Has anyone had success with stimulating the 'laryngospasm notch' as described by Larson in breaking a spasm?
 
I don't treat laryngospasm with forcing the tube into the trachea through closed cords, I treat it with IM sux in the deltoid. It takes about 30-60 seconds to work, while you are waiting, just continue to optimize the airway, maybe put in an OPA, etc and keep the positive pressure going with 100% O2.
I understand that's not the point, but I'm not sure "ram it home, big boy!" is the best move in a child desaturating and likely in laryngospasm.

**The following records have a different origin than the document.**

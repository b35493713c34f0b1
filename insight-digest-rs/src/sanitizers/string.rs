//! String sanitization steps
//!
//! Single-purpose steps that the display sanitizer chains together. Each one
//! is usable on its own.

use super::SanitizeResult;
use lazy_static::lazy_static;
use regex::Regex;
use unicode_normalization::UnicodeNormalization;

/// Characters that only appear in display text as residue of JSON structures
pub const STRUCTURAL_CHARS: [char; 4] = ['{', '}', '[', ']'];

/// Markdown bold/italic marker
pub const EMPHASIS_MARKER: char = '*';

lazy_static! {
    static ref CONTROL_CHARS_REGEX: Regex =
        Regex::new(r"[\x00-\x08\x0E-\x1F\x7F]").unwrap();
    static ref WHITESPACE_REGEX: Regex = Regex::new(r"\s+").unwrap();
}

/// Remove control characters from a string
///
/// Whitespace controls (tab, newline, vertical tab, form feed, carriage return)
/// are kept so that whitespace collapsing turns them into spaces.
pub fn remove_control_chars(input: &str) -> SanitizeResult<String> {
    let sanitized = CONTROL_CHARS_REGEX.replace_all(input, "").to_string();

    if sanitized == input {
        SanitizeResult::unmodified(input.to_string())
    } else {
        SanitizeResult::modified(sanitized, Some("Removed control characters".to_string()))
    }
}

/// Normalize Unicode text (NFC form)
pub fn normalize_unicode(input: &str) -> SanitizeResult<String> {
    let normalized = input.nfc().collect::<String>();

    if normalized == input {
        SanitizeResult::unmodified(input.to_string())
    } else {
        SanitizeResult::modified(
            normalized,
            Some("Normalized Unicode characters".to_string()),
        )
    }
}

/// Trim whitespace from beginning and end
pub fn trim_whitespace(input: &str) -> SanitizeResult<String> {
    let trimmed = input.trim();

    if trimmed.len() == input.len() {
        SanitizeResult::unmodified(input.to_string())
    } else {
        SanitizeResult::modified(trimmed.to_string(), Some("Trimmed whitespace".to_string()))
    }
}

/// Collapse multiple whitespace characters into a single space
pub fn collapse_whitespace(input: &str) -> SanitizeResult<String> {
    let result = WHITESPACE_REGEX.replace_all(input, " ").to_string();

    if result == input {
        SanitizeResult::unmodified(input.to_string())
    } else {
        SanitizeResult::modified(result, Some("Collapsed whitespace".to_string()))
    }
}

/// Remove any characters for which the predicate holds
pub fn remove_chars_where<P>(input: &str, predicate: P, details: &str) -> SanitizeResult<String>
where
    P: Fn(char) -> bool,
{
    let result: String = input.chars().filter(|c| !predicate(*c)).collect();

    if result.len() == input.len() {
        SanitizeResult::unmodified(input.to_string())
    } else {
        SanitizeResult::modified(result, Some(details.to_string()))
    }
}

/// Remove braces and brackets left over from JSON structures
pub fn strip_structural_chars(input: &str) -> SanitizeResult<String> {
    remove_chars_where(
        input,
        |c| STRUCTURAL_CHARS.contains(&c),
        "Removed structural characters",
    )
}

/// Remove markdown bold/italic asterisks
pub fn strip_markdown_emphasis(input: &str) -> SanitizeResult<String> {
    remove_chars_where(
        input,
        |c| c == EMPHASIS_MARKER,
        "Removed markdown emphasis",
    )
}

/// Returns true if the text contains any brace or bracket
pub fn has_structural_chars(input: &str) -> bool {
    input.contains(&STRUCTURAL_CHARS[..])
}
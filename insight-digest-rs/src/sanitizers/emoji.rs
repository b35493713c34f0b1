//! Emoji denylist
//!
//! AI-generated insight text tends to decorate headings and bullets with a
//! small, recurring set of pictographs. Only the code points listed here are
//! removed; everything else (including other emoji) passes through.

use super::string::remove_chars_where;
use super::SanitizeResult;
use lazy_static::lazy_static;
use std::collections::HashSet;

/// Code points stripped from display text
pub const EMOJI_DENYLIST: &[char] = &[
    // Charts and analytics
    '\u{1F4CA}', // 📊
    '\u{1F4C8}', // 📈
    '\u{1F4C9}', // 📉
    '\u{1F4CC}', // 📌
    '\u{1F50D}', // 🔍
    '\u{1F4A1}', // 💡
    '\u{1F3AF}', // 🎯
    '\u{1F4B0}', // 💰
    '\u{1F4B8}', // 💸
    // Status markers
    '\u{2705}',  // ✅
    '\u{274C}',  // ❌
    '\u{26A0}',  // ⚠
    '\u{2757}',  // ❗
    '\u{1F525}', // 🔥
    '\u{1F680}', // 🚀
    '\u{2B50}',  // ⭐
    '\u{1F31F}', // 🌟
    '\u{2728}',  // ✨
    '\u{1F389}', // 🎉
    '\u{1F44D}', // 👍
    '\u{1F449}', // 👉
    // Social and travel
    '\u{1F4F1}', // 📱
    '\u{1F4AC}', // 💬
    '\u{1F465}', // 👥
    '\u{2708}',  // ✈
    '\u{1F3D6}', // 🏖
    '\u{1F30D}', // 🌍
    '\u{1F30E}', // 🌎
    '\u{1F30F}', // 🌏
    // Presentation modifiers left behind once the base emoji is removed
    '\u{FE0F}', // variation selector-16
    '\u{200D}', // zero width joiner
];

lazy_static! {
    static ref DEFAULT_DENYLIST: EmojiDenylist = EmojiDenylist::default();
}

/// Set of code points removed by [`strip_emoji_with`]
#[derive(Debug, Clone, PartialEq, Eq)]
pub struct EmojiDenylist {
    chars: HashSet<char>,
}

impl Default for EmojiDenylist {
    fn default() -> Self {
        Self {
            chars: EMOJI_DENYLIST.iter().copied().collect(),
        }
    }
}

impl EmojiDenylist {
    /// An empty denylist
    pub fn empty() -> Self {
        Self {
            chars: HashSet::new(),
        }
    }

    /// Extend the list with additional code points
    pub fn with<I>(mut self, extra: I) -> Self
    where
        I: IntoIterator<Item = char>,
    {
        self.chars.extend(extra);
        self
    }

    pub fn contains(&self, c: char) -> bool {
        self.chars.contains(&c)
    }

    pub fn len(&self) -> usize {
        self.chars.len()
    }

    pub fn is_empty(&self) -> bool {
        self.chars.is_empty()
    }
}

/// Returns true if the code point is on the default denylist
pub fn is_denylisted_emoji(c: char) -> bool {
    DEFAULT_DENYLIST.contains(c)
}

/// Strip the default emoji denylist
pub fn strip_emoji(input: &str) -> SanitizeResult<String> {
    strip_emoji_with(input, &DEFAULT_DENYLIST)
}

/// Strip every code point in the given denylist
pub fn strip_emoji_with(input: &str, denylist: &EmojiDenylist) -> SanitizeResult<String> {
    remove_chars_where(input, |c| denylist.contains(c), "Removed emoji")
}
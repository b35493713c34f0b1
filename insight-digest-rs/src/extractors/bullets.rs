//! Insight bullet extraction
//!
//! Turns free-form analysis prose into a few short, scannable bullets. This is
//! a best-effort fallback for records without structured analysis fields: it
//! filters by length rather than attempting real sentence segmentation.
//!
//! Fragments are split on newlines, on `•`, and on any `-` or `*` followed by
//! whitespace, even in the middle of a sentence. Prose such as "alta - mas
//! instável" is therefore split in two.

use crate::record::AnalysisRecord;
use crate::validators::has_alphanumeric;
use crate::{BULLET_ELLIPSIS, MAX_BULLET_LENGTH, MIN_FRAGMENT_LENGTH};
use lazy_static::lazy_static;
use regex::Regex;
use std::collections::HashSet;

/// Characters stripped from the start of a fragment
pub const LIST_MARKERS: [char; 3] = ['-', '*', '•'];

lazy_static! {
    static ref FRAGMENT_SPLIT_REGEX: Regex = Regex::new(r"\r?\n|•|[-*]\s").unwrap();
    static ref WHITESPACE_REGEX: Regex = Regex::new(r"\s+").unwrap();
    static ref LEADING_ASTERISKS_REGEX: Regex = Regex::new(r"^\*+\s*").unwrap();
}

/// Extract up to `max` bullets from a record's insights and raw AI response
pub fn extract_bullets(record: &AnalysisRecord, max: usize) -> Vec<String> {
    let raw_response = record.raw_response_text();
    let working = format!("{}\n{}", record.insights_text(), raw_response);
    extract_bullets_from_text(&working, max)
}

/// Extract up to `max` bullets from free-form text
pub fn extract_bullets_from_text(text: &str, max: usize) -> Vec<String> {
    if max == 0 {
        return Vec::new();
    }

    let mut seen = HashSet::new();
    let mut bullets = Vec::new();

    for candidate in candidate_bullets(text) {
        if seen.insert(candidate.to_lowercase()) {
            bullets.push(candidate);
            if bullets.len() == max {
                break;
            }
        }
    }

    log::debug!("Extracted {} bullet(s) (max {})", bullets.len(), max);
    bullets
}

/// Every fragment that survives filtering, before deduplication, in text order
pub fn candidate_bullets(text: &str) -> impl Iterator<Item = String> + '_ {
    FRAGMENT_SPLIT_REGEX
        .split(text)
        .map(strip_list_marker)
        .filter(|fragment| is_candidate(fragment))
        .map(normalize_fragment)
        .map(truncate_bullet)
        .filter(|bullet| has_alphanumeric(bullet))
}

fn strip_list_marker(fragment: &str) -> &str {
    fragment
        .trim_start_matches(|c: char| LIST_MARKERS.contains(&c) || c.is_whitespace())
        .trim_end()
}

fn is_candidate(fragment: &str) -> bool {
    !fragment.is_empty()
        && fragment.chars().count() >= MIN_FRAGMENT_LENGTH
        && has_alphanumeric(fragment)
}

fn normalize_fragment(fragment: &str) -> String {
    let collapsed = WHITESPACE_REGEX.replace_all(fragment, " ");
    LEADING_ASTERISKS_REGEX.replace(&collapsed, "").into_owned()
}

/// Shorten text longer than the bullet limit, ending it with an ellipsis
pub fn truncate_bullet(text: String) -> String {
    if text.chars().count() <= MAX_BULLET_LENGTH {
        return text;
    }

    let keep = MAX_BULLET_LENGTH - BULLET_ELLIPSIS.chars().count();
    let mut truncated: String = text.chars().take(keep).collect();
    truncated.push_str(BULLET_ELLIPSIS);
    truncated
}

Agreed. I just can't see how forcing a tube through closed cords is in any way helpful.
 
Do those of you who work alone typically have a tech with you at critical points? I work md only and our setup is such that we always have the RN assisting during induction and extubation etc... our tech turns over, gets airway equipment, makes Aline's setup, gets ultrasound for blocks etc, but never has direct patient contact or functions as an assistant as described here. Is this typical or is the tech described above simply way better and more knowledgeable than most?
Big hospital has the tech
Surgery center, no tech.
 
Depends on the practitioner. I've seen it happen twice with one pedi fellow so for her it was common. But I've never had it happen therefore it's rare for me.
Could it be that she does more peds cases?